One of the grounds on which the liquidator's objection was based was that the jurat at the foot of the affidavit was invalid because it was in Russian, which is not an official language of Cyprus. He contended that an affidavit without a valid jurat should be held inadmissible.

Although it was accepted that evidence (eg, an affidavit) in a foreign language can and should be allowed and admitted in court under the Official Languages of the Republic Law,(2) it was argued that a jurat cannot be considered as evidence, since it is not part of the affidavit that it purports to validate, but something separate.

Decision

In considering the importance of a jurat and Article 0.39, Rule 10 of the Civil Procedure Rules,(3) the court concluded that a proper jurat is a compulsory requirement for an admissible affidavit.

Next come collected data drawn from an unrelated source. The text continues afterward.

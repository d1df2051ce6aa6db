//! Cyclic driver
//!
//! [`CyclicDriver`] runs a [`Link`] from a periodic control task. Each call
//! to [`CyclicDriver::cycle`] takes the owner's `enable`/`start` inputs,
//! advances the connection lifecycle by at most one step, processes inbound
//! events and publishes changed values.
//!
//! ```text
//!            enable                  connect                start && Connected
//!   Idle ───────────► Connecting ───────────► WaitStart ◄─────────────────────► Running
//!    ▲                                          │   !start                          │
//!    │ !enable                                  └───────┬───────────────────────────┘
//!  TeardownWait ◄── disconnect ── Teardown ◄────────────┘ aborted / lost / !enable
//! ```
//!
//! The owner exchanges data through a [`ProcessImage`]: writes to publishable
//! channels are published when they differ from the last published value,
//! and new values of subscribed single-slot channels are copied in.

use crate::channel::Channel;
use crate::error::{Result, SyncError};
use crate::link::Link;
use crate::log::{ConfigDistributor, LogTypeMask};
use crate::types::{ChannelId, ConnectionState, DatasetBuffer};
use crate::ErrorKind;
use tracing::{debug, info, warn};

/// Position of the driver in the connection lifecycle
#[derive(Debug, Clone, Copy, PartialEq, Eq, Hash, Default)]
pub enum DriverState {
    #[default]
    Idle,
    Connecting,
    WaitStart,
    Running,
    Teardown,
    TeardownWait,
}

impl std::fmt::Display for DriverState {
    fn fmt(&self, f: &mut std::fmt::Formatter<'_>) -> std::fmt::Result {
        let name = match self {
            DriverState::Idle => "Idle",
            DriverState::Connecting => "Connecting",
            DriverState::WaitStart => "WaitStart",
            DriverState::Running => "Running",
            DriverState::Teardown => "Teardown",
            DriverState::TeardownWait => "TeardownWait",
        };
        f.write_str(name)
    }
}

/// Status outputs refreshed every cycle
///
/// Exactly one of the four connection flags is set.
#[derive(Debug, Clone, Copy, PartialEq, Eq, Default)]
pub struct DriverStatus {
    pub disconnected: bool,
    pub connected: bool,
    pub operational: bool,
    pub aborted: bool,
    /// Between connect and teardown
    pub active: bool,
    /// An operation failed during this cycle
    pub error: bool,
}

/// Result of [`CyclicDriver::update_buffered`]
#[derive(Debug, Clone, Copy, PartialEq, Eq)]
pub struct BufferStatus {
    /// A sample was moved into the process image
    pub updated: bool,
    /// Samples still waiting
    pub pending: usize,
    /// Samples dropped so far because the ring was full
    pub overflow_errors: u64,
}

/// Owner-visible value of every channel, indexed by [`ChannelId`]
#[derive(Debug, Clone, PartialEq, Eq)]
pub struct ProcessImage {
    values: Vec<DatasetBuffer>,
}

impl ProcessImage {
    /// Zero-filled image matching the channels of `link`
    pub fn for_link(link: &Link) -> Self {
        Self {
            values: link
                .channels()
                .iter()
                .map(|c| DatasetBuffer::new(c.byte_size()))
                .collect(),
        }
    }

    pub fn get(&self, id: ChannelId) -> Result<&[u8]> {
        self.values
            .get(id.index())
            .map(DatasetBuffer::as_bytes)
            .ok_or_else(|| SyncError::NotFound(format!("channel {}", id)))
    }

    /// Overwrite a value; the size must match the channel exactly
    pub fn set(&mut self, id: ChannelId, bytes: &[u8]) -> Result<()> {
        self.values
            .get_mut(id.index())
            .ok_or_else(|| SyncError::NotFound(format!("channel {}", id)))?
            .set(bytes)
    }

    pub fn len(&self) -> usize {
        self.values.len()
    }

    pub fn is_empty(&self) -> bool {
        self.values.is_empty()
    }
}

/// Runs a link from a periodic task
#[derive(Debug)]
pub struct CyclicDriver {
    link: Link,
    state: DriverState,
    image: ProcessImage,
    shadow: ProcessImage,
    active: bool,
    cycle_error: bool,
    last_error: Option<SyncError>,
    logger: Option<ConfigDistributor>,
}

impl CyclicDriver {
    pub fn new(link: Link) -> Self {
        let image = ProcessImage::for_link(&link);
        Self {
            shadow: image.clone(),
            image,
            link,
            state: DriverState::Idle,
            active: false,
            cycle_error: false,
            last_error: None,
            logger: None,
        }
    }

    /// Attach a log distributor that is processed every cycle
    pub fn with_logger(mut self, logger: ConfigDistributor) -> Self {
        self.logger = Some(logger);
        self
    }

    pub fn state(&self) -> DriverState {
        self.state
    }

    pub fn link(&self) -> &Link {
        &self.link
    }

    pub fn link_mut(&mut self) -> &mut Link {
        &mut self.link
    }

    pub fn image(&self) -> &ProcessImage {
        &self.image
    }

    pub fn image_mut(&mut self) -> &mut ProcessImage {
        &mut self.image
    }

    pub fn logger_mut(&mut self) -> Option<&mut ConfigDistributor> {
        self.logger.as_mut()
    }

    /// Most recent failure, kept until a later one replaces it
    pub fn last_error(&self) -> Option<&SyncError> {
        self.last_error.as_ref()
    }

    /// Current status outputs
    pub fn status(&self) -> DriverStatus {
        let state = self.link.state();
        DriverStatus {
            disconnected: state == ConnectionState::Disconnected,
            connected: state == ConnectionState::Connected,
            operational: state == ConnectionState::Operational,
            aborted: state == ConnectionState::Aborted,
            active: self.active,
            error: self.cycle_error,
        }
    }

    /// Run one control cycle
    pub fn cycle(&mut self, enable: bool, start: bool) -> DriverStatus {
        self.cycle_error = false;

        if !enable && self.state != DriverState::Idle {
            self.state = DriverState::Teardown;
        }

        match self.state {
            DriverState::Idle => {
                if enable {
                    self.state = DriverState::Connecting;
                }
            }
            DriverState::Connecting => self.connect(),
            DriverState::WaitStart | DriverState::Running => self.run(start),
            DriverState::Teardown => {
                self.teardown();
                if !enable {
                    self.state = DriverState::Idle;
                }
            }
            DriverState::TeardownWait => {
                if !enable {
                    self.state = DriverState::Idle;
                }
            }
        }

        if let Some(logger) = self.logger.as_mut() {
            if let Err(e) = logger.process() {
                warn!("Log distributor: {}", e);
            }
        }

        self.status()
    }

    /// Move the oldest sample of a buffered channel into the process image
    ///
    /// Pops at most one sample, and only if `update` is set.
    pub fn update_buffered(&mut self, id: ChannelId, update: bool) -> Result<BufferStatus> {
        let channel = self.link.channel_mut(id)?;
        if !channel.is_buffered() {
            return Err(SyncError::NotAllowed(format!(
                "channel '{}' is not buffered",
                channel.name()
            )));
        }

        let publishable = channel.direction().can_publish();
        let mut updated = false;
        if update {
            match channel.try_pop() {
                Ok(sample) => {
                    self.image.set(id, &sample.bytes)?;
                    if publishable {
                        self.shadow.set(id, &sample.bytes)?;
                    }
                    updated = true;
                }
                Err(e) if e.kind() == ErrorKind::Empty => {}
                Err(e) => return Err(e),
            }
        }

        Ok(BufferStatus {
            updated,
            pending: channel.pending_count(),
            overflow_errors: channel.overflow_count(),
        })
    }

    fn connect(&mut self) {
        self.state = DriverState::WaitStart;
        self.active = true;
        info!("Starting {} link", self.link.instance_name());
        self.log_success(&format!("starting {} application..", self.link.instance_name()));

        if let Err(e) = self.link.connect() {
            self.fail("connect", e);
        }
    }

    fn run(&mut self, start: bool) {
        if start {
            if self.state == DriverState::WaitStart {
                match self.link.state() {
                    ConnectionState::Connected => match self.link.set_operational() {
                        Ok(()) => self.state = DriverState::Running,
                        Err(e) => {
                            self.fail("set operational", e);
                            return;
                        }
                    },
                    ConnectionState::Operational => self.state = DriverState::Running,
                    _ => {}
                }
            }
        } else {
            self.state = DriverState::WaitStart;
        }

        if let Err(e) = self.link.process() {
            self.record_error("process", e);
        }
        self.copy_subscriptions();
        self.publish_changes();

        if self.link.state() == ConnectionState::Aborted || self.link.lost_connection() {
            warn!(
                "Link {} is {}, tearing down",
                self.link.instance_name(),
                self.link.state()
            );
            self.state = DriverState::Teardown;
        }
    }

    fn teardown(&mut self) {
        if self.link.is_session_open() || self.link.state() != ConnectionState::Disconnected {
            if let Err(e) = self.link.disconnect() {
                self.record_error("disconnect", e);
            }
        }
        if self.active {
            info!("Stopped {} link", self.link.instance_name());
        }
        self.active = false;
        self.state = DriverState::TeardownWait;
    }

    /// Copy new single-slot values into the process image
    fn copy_subscriptions(&mut self) {
        for index in 0..self.image.len() {
            let id = ChannelId::new(index);
            let Ok(channel) = self.link.channel_mut(id) else {
                continue;
            };
            if channel.is_buffered() || !channel.take_updated() {
                continue;
            }

            let publishable = channel.direction().can_publish();
            let value = channel.value();
            if self.image.set(id, value).is_ok() && publishable {
                // a received value must not be echoed back
                let _ = self.shadow.set(id, value);
            }
        }
    }

    /// Publish every publishable value that differs from its shadow
    fn publish_changes(&mut self) {
        for index in 0..self.image.len() {
            let id = ChannelId::new(index);
            let ready = self
                .link
                .channel(id)
                .map(|c| c.direction().can_publish() && c.state().is_connected())
                .unwrap_or(false);
            if !ready || self.image.get(id).ok() == self.shadow.get(id).ok() {
                continue;
            }

            let Ok(value) = self.image.get(id) else {
                continue;
            };
            match self.link.publish(id, value) {
                Ok(()) => {
                    let _ = self.shadow.set(id, value);
                    debug!("Published {}", channel_label(&self.link, id));
                }
                Err(e) if e.kind() == ErrorKind::NotReady => {}
                Err(e) => {
                    self.record_error("publish", e);
                    return;
                }
            }
        }
    }

    fn fail(&mut self, operation: &str, err: SyncError) {
        self.record_error(operation, err);
        self.state = DriverState::Teardown;
    }

    fn record_error(&mut self, operation: &str, err: SyncError) {
        warn!("{} {} failed: {}", self.link.instance_name(), operation, err);
        if let Some(logger) = self.logger.as_mut() {
            let _ = logger.error(&format!("{} failed: {}", operation, err));
        }
        self.cycle_error = true;
        self.last_error = Some(err);
    }

    fn log_success(&mut self, message: &str) {
        if let Some(logger) = self.logger.as_mut() {
            if let Err(e) = logger.success(message, LogTypeMask::USER) {
                warn!("Log distributor: {}", e);
            }
        }
    }
}

fn channel_label(link: &Link, id: ChannelId) -> String {
    link.channel(id)
        .map(Channel::name)
        .map(str::to_string)
        .unwrap_or_else(|_| id.to_string())
}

The court then discussed whether a jurat could be considered as 'evidence' within the meaning of the Official Languages of the Republic Law. In such a case, it could be accepted even in a foreign language.

Taking into account Articles O.39, Rule 7 and O.39, Rule 10 of the Civil Procedure Rules,(4) it was held that a jurat, being a validation of an affidavit, is part of the judicial proceedings (or at least the quasi-judicial proceedings) and is therefore wholly separate from the affidavit itself. Accordingly, a jurat, unlike an affidavit, must always be in one of Cyprus's two official languages.

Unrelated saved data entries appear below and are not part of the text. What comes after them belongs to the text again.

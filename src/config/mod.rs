//! Configuration module for exsync
//!
//! This module describes a link, its channels, the cyclic driver and the log
//! distributor in one [`SyncConfig`] file.
//!
//! # Config Location
//!
//! The default config file lives in the platform-appropriate config directory:
//! - **Linux**: `~/.config/dev.hxyulin.exsync/exsync.toml`
//! - **macOS**: `~/Library/Application Support/dev.hxyulin.exsync/exsync.toml`
//! - **Windows**: `%APPDATA%\dev.hxyulin.exsync\exsync.toml`
//!
//! # Formats
//!
//! Files ending in `.json` are read and written as JSON, everything else as
//! TOML.
//!
//! # Example
//!
//! ```toml
//! [link]
//! instance_name = "BufferFub_0"
//!
//! [[link.channels]]
//! name = "bufferedSample"
//! direction = "subscribe"
//! byte_size = 4
//! buffered = true
//!
//! [[link.channels]]
//! name = "setup"
//! direction = "publish"
//! byte_size = 8
//!
//! [driver]
//! cycle_time_ms = 10
//!
//! [log]
//! module_name = "gBufferFub_0"
//! ```

use crate::channel::ChannelSpec;
use crate::error::{Result, SyncError};
use crate::log::{validate_module_name, LogFilterConfig};
use crate::ring::DEFAULT_RING_CAPACITY;
use crate::types::Direction;
use serde::{Deserialize, Serialize};
use std::collections::HashSet;
use std::path::{Path, PathBuf};
use std::time::Duration;

/// Application identifier for config directories
pub const APP_ID: &str = "dev.hxyulin.exsync";

/// Default config filename
pub const CONFIG_FILE: &str = "exsync.toml";

/// Default cycle time of the driver in milliseconds
pub const DEFAULT_CYCLE_TIME_MS: u64 = 10;

// ==================== Config Directory ====================

/// Get the config directory path
pub fn config_dir() -> Option<PathBuf> {
    dirs_next::config_dir().map(|p| p.join(APP_ID))
}

/// Get the path of the default config file
pub fn default_config_path() -> Option<PathBuf> {
    config_dir().map(|p| p.join(CONFIG_FILE))
}

/// Ensure the config directory exists
pub fn ensure_config_dir() -> Result<PathBuf> {
    let dir = config_dir()
        .ok_or_else(|| SyncError::Config("Could not determine config directory".to_string()))?;

    if !dir.exists() {
        std::fs::create_dir_all(&dir).map_err(|e| {
            SyncError::Config(format!("Failed to create config directory: {}", e))
        })?;
    }

    Ok(dir)
}

/// On-disk format of a config file
#[derive(Debug, Clone, Copy, PartialEq, Eq)]
pub enum ConfigFormat {
    Toml,
    Json,
}

impl ConfigFormat {
    /// Pick the format from a file extension
    pub fn from_path(path: &Path) -> Self {
        match path.extension().and_then(|e| e.to_str()) {
            Some(ext) if ext.eq_ignore_ascii_case("json") => ConfigFormat::Json,
            _ => ConfigFormat::Toml,
        }
    }
}

// ==================== Channel Config ====================

fn default_buffer_capacity() -> usize {
    DEFAULT_RING_CAPACITY
}

/// One channel of a link
#[derive(Debug, Clone, PartialEq, Eq, Serialize, Deserialize)]
pub struct ChannelConfig {
    pub name: String,
    #[serde(default)]
    pub direction: Direction,
    pub byte_size: usize,
    /// Queue received values instead of keeping only the latest
    #[serde(default)]
    pub buffered: bool,
    /// Ring slots when buffered (one slot stays unused)
    #[serde(default = "default_buffer_capacity")]
    pub buffer_capacity: usize,
}

impl ChannelConfig {
    pub fn new(name: impl Into<String>, direction: Direction, byte_size: usize) -> Self {
        Self {
            name: name.into(),
            direction,
            byte_size,
            buffered: false,
            buffer_capacity: DEFAULT_RING_CAPACITY,
        }
    }

    /// Convert to a channel declaration for [`crate::link::Link::add_channel`]
    pub fn to_spec(&self) -> ChannelSpec {
        let spec = ChannelSpec::new(self.name.clone(), self.direction, self.byte_size);
        if self.buffered {
            spec.buffered(self.buffer_capacity)
        } else {
            spec
        }
    }
}

// ==================== Link Config ====================

/// A link and its channels, in registration order
#[derive(Debug, Clone, PartialEq, Eq, Serialize, Deserialize)]
#[serde(default)]
pub struct LinkConfig {
    pub instance_name: String,
    pub alias: Option<String>,
    pub channels: Vec<ChannelConfig>,
}

impl Default for LinkConfig {
    fn default() -> Self {
        Self {
            instance_name: "exsync_0".to_string(),
            alias: None,
            channels: Vec::new(),
        }
    }
}

impl LinkConfig {
    pub fn validate(&self) -> Result<()> {
        if self.instance_name.is_empty() {
            return Err(SyncError::InvalidName("link instance name is empty".into()));
        }

        let mut seen = HashSet::new();
        for channel in &self.channels {
            channel.to_spec().validate()?;
            if !seen.insert(channel.name.as_str()) {
                return Err(SyncError::Config(format!(
                    "duplicate channel name '{}' in link '{}'",
                    channel.name, self.instance_name
                )));
            }
        }
        Ok(())
    }
}

// ==================== Driver Config ====================

#[derive(Debug, Clone, PartialEq, Eq, Serialize, Deserialize)]
#[serde(default)]
pub struct DriverConfig {
    /// Time between two driver cycles
    pub cycle_time_ms: u64,
}

impl Default for DriverConfig {
    fn default() -> Self {
        Self {
            cycle_time_ms: DEFAULT_CYCLE_TIME_MS,
        }
    }
}

impl DriverConfig {
    pub fn cycle_time(&self) -> Duration {
        Duration::from_millis(self.cycle_time_ms)
    }
}

// ==================== Log Config ====================

#[derive(Debug, Clone, PartialEq, Eq, Serialize, Deserialize)]
#[serde(default)]
pub struct LogConfig {
    /// Module name used by this process's log distributor
    pub module_name: String,
    /// Directory for daily rolling log files; console only when unset
    pub log_dir: Option<PathBuf>,
    /// Filter the log server starts with
    pub default_filter: LogFilterConfig,
}

impl Default for LogConfig {
    fn default() -> Self {
        Self {
            module_name: "exsync".to_string(),
            log_dir: None,
            default_filter: LogFilterConfig::default(),
        }
    }
}

impl LogConfig {
    pub fn validate(&self) -> Result<()> {
        validate_module_name(&self.module_name)?;
        self.default_filter.validate()
    }
}

// ==================== Sync Config ====================

/// Complete configuration of one exsync process
#[derive(Debug, Clone, Default, PartialEq, Eq, Serialize, Deserialize)]
#[serde(default)]
pub struct SyncConfig {
    pub link: LinkConfig,
    pub driver: DriverConfig,
    pub log: LogConfig,
}

impl SyncConfig {
    pub fn validate(&self) -> Result<()> {
        self.link.validate()?;
        if self.driver.cycle_time_ms == 0 {
            return Err(SyncError::Config("cycle_time_ms must be positive".into()));
        }
        self.log.validate()
    }

    /// Parse from a string in the given format and validate
    pub fn from_str_with_format(content: &str, format: ConfigFormat) -> Result<Self> {
        let config: Self = match format {
            ConfigFormat::Toml => toml::from_str(content)?,
            ConfigFormat::Json => serde_json::from_str(content)?,
        };
        config.validate()?;
        Ok(config)
    }

    /// Serialize to a string in the given format
    pub fn to_string_with_format(&self, format: ConfigFormat) -> Result<String> {
        match format {
            ConfigFormat::Toml => toml::to_string_pretty(self)
                .map_err(|e| SyncError::Serialization(e.to_string())),
            ConfigFormat::Json => Ok(serde_json::to_string_pretty(self)?),
        }
    }

    /// Load a config file
    pub fn load(path: impl AsRef<Path>) -> Result<Self> {
        let path = path.as_ref();
        let content = std::fs::read_to_string(path).map_err(|e| {
            SyncError::Config(format!("Failed to read config file {:?}: {}", path, e))
        })?;

        Self::from_str_with_format(&content, ConfigFormat::from_path(path))
            .map_err(|e| e.with_context(format!("Failed to parse config file {:?}", path)))
    }

    /// Load a config file, returning defaults on any error
    pub fn load_or_default(path: impl AsRef<Path>) -> Self {
        Self::load(path).unwrap_or_else(|e| {
            tracing::warn!("Failed to load config, using defaults: {}", e);
            Self::default()
        })
    }

    /// Load the config from the default location, if it exists
    pub fn load_default() -> Result<Self> {
        match default_config_path() {
            Some(path) if path.exists() => Self::load(path),
            _ => Ok(Self::default()),
        }
    }

    /// Save the config, creating parent directories as needed
    pub fn save(&self, path: impl AsRef<Path>) -> Result<()> {
        let path = path.as_ref();
        self.validate()?;

        if let Some(parent) = path.parent() {
            if !parent.as_os_str().is_empty() && !parent.exists() {
                std::fs::create_dir_all(parent)?;
            }
        }

        let content = self.to_string_with_format(ConfigFormat::from_path(path))?;
        std::fs::write(path, content).map_err(|e| {
            SyncError::Config(format!("Failed to write config file {:?}: {}", path, e))
        })
    }
}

In view of the above, the court held that the jurat, being in Russian, was inadmissible and consequently did not accept the affidavit due to the absence of the necessary validation.

Comment

Considering that it has been common practice among lawyers to ensure that a jurat is in the same language as the affidavit that it purports to validate, the decision is somewhat unexpected. It will be interesting to see how other courts will react in similar cases, at least until the Supreme Court provides guidance on the issue.

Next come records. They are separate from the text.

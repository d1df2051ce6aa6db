//! Core data types for exsync
//!
//! This module contains the fundamental data structures shared by the link,
//! channel, driver and transport layers.
//!
//! # Main Types
//!
//! - [`ConnectionState`] - Lifecycle state shared by links and channels
//! - [`Direction`] - Whether a channel is published, subscribed, or both
//! - [`ErrorCode`] - Numeric error codes reported by the transport
//! - [`ChannelId`] - Registration index of a channel within its link
//! - [`DatasetBuffer`] - Fixed-size, length-checked payload storage
//! - [`Sample`] - A received payload together with its send timestamp

use serde::{Deserialize, Serialize};

/// Connection state of a link or a channel
#[derive(Debug, Clone, Copy, PartialEq, Eq, Hash, Default, Serialize, Deserialize)]
pub enum ConnectionState {
    /// Not registered with the transport
    #[default]
    Disconnected,
    /// Registration acknowledged, data exchange possible
    Connected,
    /// Promoted for normal cyclic data exchange
    Operational,
    /// Unrecoverable transport failure; requires a full teardown
    Aborted,
}

impl ConnectionState {
    /// True for `Connected` and `Operational`
    pub fn is_connected(&self) -> bool {
        matches!(self, ConnectionState::Connected | ConnectionState::Operational)
    }
}

impl std::fmt::Display for ConnectionState {
    fn fmt(&self, f: &mut std::fmt::Formatter<'_>) -> std::fmt::Result {
        match self {
            ConnectionState::Disconnected => write!(f, "Disconnected"),
            ConnectionState::Connected => write!(f, "Connected"),
            ConnectionState::Operational => write!(f, "Operational"),
            ConnectionState::Aborted => write!(f, "Aborted"),
        }
    }
}

/// Data direction of a channel, seen from the local side
#[derive(Debug, Clone, Copy, PartialEq, Eq, Hash, Default, Serialize, Deserialize)]
#[serde(rename_all = "lowercase")]
pub enum Direction {
    /// Local side sends values
    #[default]
    Publish,
    /// Local side receives values
    Subscribe,
    /// Both directions
    Both,
}

impl Direction {
    /// Whether values may be published on this channel
    pub fn can_publish(&self) -> bool {
        matches!(self, Direction::Publish | Direction::Both)
    }

    /// Whether values are received on this channel
    pub fn can_subscribe(&self) -> bool {
        matches!(self, Direction::Subscribe | Direction::Both)
    }
}

impl std::fmt::Display for Direction {
    fn fmt(&self, f: &mut std::fmt::Formatter<'_>) -> std::fmt::Result {
        match self {
            Direction::Publish => write!(f, "publish"),
            Direction::Subscribe => write!(f, "subscribe"),
            Direction::Both => write!(f, "publish+subscribe"),
        }
    }
}

/// Error codes reported by the transport and its peers
#[derive(Debug, Clone, Copy, PartialEq, Eq, Hash, Serialize, Deserialize)]
#[repr(u32)]
pub enum ErrorCode {
    Ok = 0,
    NotImplemented = 5000,
    ParameterNull = 5001,
    BadLinkHandle = 5002,
    BadChannelHandle = 5003,
    BadLogHandle = 5004,
    BadSyncHandle = 5005,
    NotAllowed = 5006,
    NotFound = 5007,
    StringFormat = 5008,
    MessageFormat = 5009,
    NoData = 5010,
    BufferOverflow = 5011,
    Timeout = 5012,
    BadDatasetSize = 5013,
    User = 5014,
    System = 5015,
    SystemSocket = 5016,
    SystemSocketUsage = 5017,
    SystemMalloc = 5018,
    SystemLxi = 5019,
    NotReady = 5020,
    ServerShutdown = 5021,
    BadState = 5022,
}

impl ErrorCode {
    /// Numeric value as used on the wire
    pub fn as_u32(self) -> u32 {
        self as u32
    }

    /// Look up a code from its numeric value
    pub fn from_u32(value: u32) -> Option<Self> {
        const ALL: [ErrorCode; 24] = [
            ErrorCode::Ok,
            ErrorCode::NotImplemented,
            ErrorCode::ParameterNull,
            ErrorCode::BadLinkHandle,
            ErrorCode::BadChannelHandle,
            ErrorCode::BadLogHandle,
            ErrorCode::BadSyncHandle,
            ErrorCode::NotAllowed,
            ErrorCode::NotFound,
            ErrorCode::StringFormat,
            ErrorCode::MessageFormat,
            ErrorCode::NoData,
            ErrorCode::BufferOverflow,
            ErrorCode::Timeout,
            ErrorCode::BadDatasetSize,
            ErrorCode::User,
            ErrorCode::System,
            ErrorCode::SystemSocket,
            ErrorCode::SystemSocketUsage,
            ErrorCode::SystemMalloc,
            ErrorCode::SystemLxi,
            ErrorCode::NotReady,
            ErrorCode::ServerShutdown,
            ErrorCode::BadState,
        ];
        ALL.into_iter().find(|code| code.as_u32() == value)
    }

    /// Human-readable description of the code
    pub fn description(&self) -> &'static str {
        match self {
            ErrorCode::Ok => "no error",
            ErrorCode::NotImplemented => "not implemented",
            ErrorCode::ParameterNull => "parameter is null",
            ErrorCode::BadLinkHandle => "bad link handle",
            ErrorCode::BadChannelHandle => "bad channel handle",
            ErrorCode::BadLogHandle => "bad log handle",
            ErrorCode::BadSyncHandle => "bad sync handle",
            ErrorCode::NotAllowed => "not allowed",
            ErrorCode::NotFound => "not found",
            ErrorCode::StringFormat => "bad string format",
            ErrorCode::MessageFormat => "bad message format",
            ErrorCode::NoData => "no data",
            ErrorCode::BufferOverflow => "buffer overflow",
            ErrorCode::Timeout => "timeout",
            ErrorCode::BadDatasetSize => "bad dataset size",
            ErrorCode::User => "user error",
            ErrorCode::System => "system error",
            ErrorCode::SystemSocket => "system socket error",
            ErrorCode::SystemSocketUsage => "system socket usage error",
            ErrorCode::SystemMalloc => "memory allocation failed",
            ErrorCode::SystemLxi => "system lxi error",
            ErrorCode::NotReady => "not ready",
            ErrorCode::ServerShutdown => "server shutdown",
            ErrorCode::BadState => "bad state",
        }
    }
}

impl std::fmt::Display for ErrorCode {
    fn fmt(&self, f: &mut std::fmt::Formatter<'_>) -> std::fmt::Result {
        f.write_str(self.description())
    }
}

/// Registration index of a channel within its link
///
/// Assigned in registration order when the channel is added to the link and
/// used by the transport to address the channel in inbound events.
#[derive(Debug, Clone, Copy, PartialEq, Eq, Hash, PartialOrd, Ord, Serialize, Deserialize)]
pub struct ChannelId(pub(crate) usize);

impl ChannelId {
    /// Create an id from a registration index
    pub const fn new(index: usize) -> Self {
        Self(index)
    }

    /// The registration index
    pub const fn index(&self) -> usize {
        self.0
    }
}

impl std::fmt::Display for ChannelId {
    fn fmt(&self, f: &mut std::fmt::Formatter<'_>) -> std::fmt::Result {
        write!(f, "#{}", self.0)
    }
}

/// Flow-control bookkeeping for outbound data, reported by the transport
#[derive(Debug, Clone, Copy, PartialEq, Eq, Default)]
pub struct SendBufferInfo {
    /// Total send buffer slots
    pub size: u32,
    /// Free slots
    pub free: u32,
    /// Used slots
    pub used: u32,
}

/// Fixed-size byte storage for one channel value
///
/// The size is set once at construction. Every write is length checked and a
/// mismatched payload is rejected, never truncated or grown.
#[derive(Debug, Clone, PartialEq, Eq, Default)]
pub struct DatasetBuffer {
    bytes: Box<[u8]>,
}

impl DatasetBuffer {
    /// Create a zero-filled buffer of `size` bytes
    pub fn new(size: usize) -> Self {
        Self {
            bytes: vec![0u8; size].into_boxed_slice(),
        }
    }

    /// Create a buffer holding a copy of `bytes`
    pub fn from_bytes(bytes: &[u8]) -> Self {
        Self {
            bytes: bytes.into(),
        }
    }

    /// Fixed size in bytes
    pub fn len(&self) -> usize {
        self.bytes.len()
    }

    /// True for a zero-sized buffer
    pub fn is_empty(&self) -> bool {
        self.bytes.is_empty()
    }

    /// Current contents
    pub fn as_bytes(&self) -> &[u8] {
        &self.bytes
    }

    /// Check that `bytes` fits this buffer exactly
    pub fn check(&self, bytes: &[u8]) -> crate::Result<()> {
        if bytes.len() != self.bytes.len() {
            return Err(crate::SyncError::BadDatasetSize {
                expected: self.bytes.len(),
                actual: bytes.len(),
            });
        }
        Ok(())
    }

    /// Overwrite the contents; fails with `BadDatasetSize` on a size mismatch
    pub fn set(&mut self, bytes: &[u8]) -> crate::Result<()> {
        self.check(bytes)?;
        self.bytes.copy_from_slice(bytes);
        Ok(())
    }

    /// Reset the contents to zero
    pub fn clear(&mut self) {
        self.bytes.fill(0);
    }
}

impl AsRef<[u8]> for DatasetBuffer {
    fn as_ref(&self) -> &[u8] {
        &self.bytes
    }
}

/// A received value together with the peer's nettime at send
#[derive(Debug, Clone, PartialEq, Eq, Default)]
pub struct Sample {
    /// Payload, exactly the channel's byte size
    pub bytes: Vec<u8>,
    /// Nettime (µs) at which the producer sent the value
    pub nettime: i32,
}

For further information on this topic please contact Sotos Kasinos at Elias Neocleous & Co LLC by telephone (+357 25 110 110) or email (sotos.kasinos@neo.law). The Elias Neocleous & Co LLC website can be accessed at www.neo.law.

Endnotes

(1) A jurat is the clause at the foot of an affidavit showing when, where and before whom the oath was sworn or the affirmation was made.

(2) Law 67(I)/1988.

(3) "The person taking the affidavit shall note immediately at the foot thereof, towards the left side of the paper, the time when and the place where the affidavit is taken, and that the affidavit was sworn and signed before him; he shall sign the jurat and describe his office (Form 35)".

(4) "An affidavit may be sworn before a Judge or Registrar of any Court".